_Instructions to follow_.
Which of the lines below contain the string "owner"? Copy each one.

Stored data
#####

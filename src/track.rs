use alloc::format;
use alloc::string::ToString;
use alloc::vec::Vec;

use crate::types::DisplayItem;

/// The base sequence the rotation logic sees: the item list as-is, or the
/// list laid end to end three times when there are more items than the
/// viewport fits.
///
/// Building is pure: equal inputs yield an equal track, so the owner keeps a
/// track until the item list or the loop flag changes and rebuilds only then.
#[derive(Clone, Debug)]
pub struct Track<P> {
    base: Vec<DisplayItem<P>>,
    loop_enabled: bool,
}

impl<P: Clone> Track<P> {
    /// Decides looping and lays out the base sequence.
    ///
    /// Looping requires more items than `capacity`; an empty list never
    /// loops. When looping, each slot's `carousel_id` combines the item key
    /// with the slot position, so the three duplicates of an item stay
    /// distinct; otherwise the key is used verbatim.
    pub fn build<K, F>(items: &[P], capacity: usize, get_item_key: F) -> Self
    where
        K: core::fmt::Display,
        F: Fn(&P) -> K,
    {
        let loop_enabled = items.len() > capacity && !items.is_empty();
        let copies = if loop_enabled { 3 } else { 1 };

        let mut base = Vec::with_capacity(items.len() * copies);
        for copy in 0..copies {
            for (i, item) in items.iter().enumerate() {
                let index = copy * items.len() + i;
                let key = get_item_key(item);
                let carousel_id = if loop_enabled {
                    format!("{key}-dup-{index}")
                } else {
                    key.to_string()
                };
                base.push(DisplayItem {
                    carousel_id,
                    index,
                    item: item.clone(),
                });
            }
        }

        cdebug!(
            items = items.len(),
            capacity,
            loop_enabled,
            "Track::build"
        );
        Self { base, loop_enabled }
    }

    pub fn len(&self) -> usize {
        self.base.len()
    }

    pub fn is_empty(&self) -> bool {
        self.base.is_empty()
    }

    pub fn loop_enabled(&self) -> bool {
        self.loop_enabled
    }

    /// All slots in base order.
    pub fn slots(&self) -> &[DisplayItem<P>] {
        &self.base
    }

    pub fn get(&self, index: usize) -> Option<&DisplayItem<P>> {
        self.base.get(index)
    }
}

#####

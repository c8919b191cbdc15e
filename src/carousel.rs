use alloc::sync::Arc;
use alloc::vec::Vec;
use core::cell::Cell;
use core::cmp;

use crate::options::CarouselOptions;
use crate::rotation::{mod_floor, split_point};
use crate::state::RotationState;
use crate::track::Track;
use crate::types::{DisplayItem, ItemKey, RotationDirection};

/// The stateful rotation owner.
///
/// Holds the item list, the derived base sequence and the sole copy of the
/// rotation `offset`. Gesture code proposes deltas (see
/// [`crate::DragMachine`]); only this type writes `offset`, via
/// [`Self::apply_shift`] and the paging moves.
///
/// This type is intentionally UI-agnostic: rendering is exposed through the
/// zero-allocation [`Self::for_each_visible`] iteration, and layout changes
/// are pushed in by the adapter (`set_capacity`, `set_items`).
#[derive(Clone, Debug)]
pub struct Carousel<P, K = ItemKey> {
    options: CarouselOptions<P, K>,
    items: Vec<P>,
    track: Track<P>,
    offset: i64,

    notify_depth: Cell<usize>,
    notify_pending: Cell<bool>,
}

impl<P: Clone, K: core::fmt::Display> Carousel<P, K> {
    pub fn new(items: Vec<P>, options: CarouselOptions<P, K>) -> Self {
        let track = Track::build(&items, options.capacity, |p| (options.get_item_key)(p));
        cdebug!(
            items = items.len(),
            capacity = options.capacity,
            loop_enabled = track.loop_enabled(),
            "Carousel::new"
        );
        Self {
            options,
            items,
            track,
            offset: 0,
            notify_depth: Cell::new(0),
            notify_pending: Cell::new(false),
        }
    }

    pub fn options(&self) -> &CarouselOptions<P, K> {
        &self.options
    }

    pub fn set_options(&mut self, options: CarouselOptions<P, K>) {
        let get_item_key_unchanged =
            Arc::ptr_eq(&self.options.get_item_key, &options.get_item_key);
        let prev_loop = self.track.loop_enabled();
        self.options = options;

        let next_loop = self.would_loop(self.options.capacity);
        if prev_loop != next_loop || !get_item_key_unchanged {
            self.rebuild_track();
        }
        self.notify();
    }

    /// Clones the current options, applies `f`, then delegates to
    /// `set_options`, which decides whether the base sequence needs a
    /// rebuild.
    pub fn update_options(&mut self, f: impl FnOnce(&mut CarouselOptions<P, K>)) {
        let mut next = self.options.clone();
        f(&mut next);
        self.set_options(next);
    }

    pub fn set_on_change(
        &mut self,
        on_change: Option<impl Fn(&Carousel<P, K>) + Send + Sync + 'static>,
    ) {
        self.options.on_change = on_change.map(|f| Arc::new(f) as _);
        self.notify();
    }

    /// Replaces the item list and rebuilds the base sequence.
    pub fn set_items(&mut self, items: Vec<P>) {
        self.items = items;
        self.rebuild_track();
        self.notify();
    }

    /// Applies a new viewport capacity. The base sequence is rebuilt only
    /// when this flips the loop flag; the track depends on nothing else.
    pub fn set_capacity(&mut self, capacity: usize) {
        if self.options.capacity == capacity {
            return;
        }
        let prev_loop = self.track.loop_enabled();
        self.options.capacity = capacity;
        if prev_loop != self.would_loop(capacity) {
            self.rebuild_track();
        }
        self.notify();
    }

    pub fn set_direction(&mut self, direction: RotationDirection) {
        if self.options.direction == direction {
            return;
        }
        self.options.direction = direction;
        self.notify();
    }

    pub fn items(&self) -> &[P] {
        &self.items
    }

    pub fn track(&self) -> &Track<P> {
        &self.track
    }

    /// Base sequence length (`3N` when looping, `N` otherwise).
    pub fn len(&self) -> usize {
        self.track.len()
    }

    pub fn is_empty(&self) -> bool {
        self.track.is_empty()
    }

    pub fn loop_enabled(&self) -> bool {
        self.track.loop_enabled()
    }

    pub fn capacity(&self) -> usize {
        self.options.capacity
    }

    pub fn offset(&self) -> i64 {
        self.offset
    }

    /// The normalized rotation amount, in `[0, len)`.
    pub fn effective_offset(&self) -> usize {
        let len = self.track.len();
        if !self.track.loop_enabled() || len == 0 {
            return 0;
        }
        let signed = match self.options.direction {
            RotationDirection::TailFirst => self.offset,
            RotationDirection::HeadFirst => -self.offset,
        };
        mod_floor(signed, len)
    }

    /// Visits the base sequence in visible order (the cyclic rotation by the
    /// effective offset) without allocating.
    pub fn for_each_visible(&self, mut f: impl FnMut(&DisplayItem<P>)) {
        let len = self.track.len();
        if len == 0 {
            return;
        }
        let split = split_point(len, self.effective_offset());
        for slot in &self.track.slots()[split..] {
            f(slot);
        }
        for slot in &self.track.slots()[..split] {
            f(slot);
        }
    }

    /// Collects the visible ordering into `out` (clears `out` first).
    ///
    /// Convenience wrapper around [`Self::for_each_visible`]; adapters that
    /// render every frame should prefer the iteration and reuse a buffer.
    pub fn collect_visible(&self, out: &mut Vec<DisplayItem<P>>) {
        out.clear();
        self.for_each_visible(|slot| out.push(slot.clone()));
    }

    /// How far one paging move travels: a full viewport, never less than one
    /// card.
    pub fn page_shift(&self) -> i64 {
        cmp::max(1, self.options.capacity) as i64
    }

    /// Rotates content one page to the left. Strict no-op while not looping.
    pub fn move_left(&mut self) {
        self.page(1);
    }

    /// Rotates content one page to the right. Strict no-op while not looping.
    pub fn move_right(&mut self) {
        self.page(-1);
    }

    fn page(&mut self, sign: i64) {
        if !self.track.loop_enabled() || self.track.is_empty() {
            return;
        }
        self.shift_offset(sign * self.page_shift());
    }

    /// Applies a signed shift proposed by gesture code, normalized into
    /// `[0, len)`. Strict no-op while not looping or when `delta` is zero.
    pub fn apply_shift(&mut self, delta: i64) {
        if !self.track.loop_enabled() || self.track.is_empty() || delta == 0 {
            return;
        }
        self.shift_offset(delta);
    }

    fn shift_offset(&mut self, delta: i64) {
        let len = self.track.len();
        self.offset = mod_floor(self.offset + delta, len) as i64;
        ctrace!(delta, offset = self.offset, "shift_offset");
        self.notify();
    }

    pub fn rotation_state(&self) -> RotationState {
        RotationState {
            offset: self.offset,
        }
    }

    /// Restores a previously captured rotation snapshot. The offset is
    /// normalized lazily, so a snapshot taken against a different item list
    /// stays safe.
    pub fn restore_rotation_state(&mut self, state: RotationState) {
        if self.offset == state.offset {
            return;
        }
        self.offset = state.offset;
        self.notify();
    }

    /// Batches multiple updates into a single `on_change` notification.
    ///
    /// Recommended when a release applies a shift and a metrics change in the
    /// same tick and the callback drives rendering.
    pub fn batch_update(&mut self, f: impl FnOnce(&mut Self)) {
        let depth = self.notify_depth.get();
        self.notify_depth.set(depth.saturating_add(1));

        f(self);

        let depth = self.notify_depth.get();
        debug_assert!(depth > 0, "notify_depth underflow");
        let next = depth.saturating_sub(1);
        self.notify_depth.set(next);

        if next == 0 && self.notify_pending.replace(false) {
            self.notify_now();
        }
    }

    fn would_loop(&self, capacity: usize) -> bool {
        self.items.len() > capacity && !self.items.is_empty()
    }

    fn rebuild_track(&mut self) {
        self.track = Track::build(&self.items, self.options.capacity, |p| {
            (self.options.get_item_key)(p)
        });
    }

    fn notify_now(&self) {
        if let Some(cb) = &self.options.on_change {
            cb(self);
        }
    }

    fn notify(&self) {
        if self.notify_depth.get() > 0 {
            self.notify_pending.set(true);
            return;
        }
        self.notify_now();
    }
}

#####

_Response below_.
/// Building is pure: equal inputs yield an equal track, so the owner keeps a
/// The stateful rotation owner.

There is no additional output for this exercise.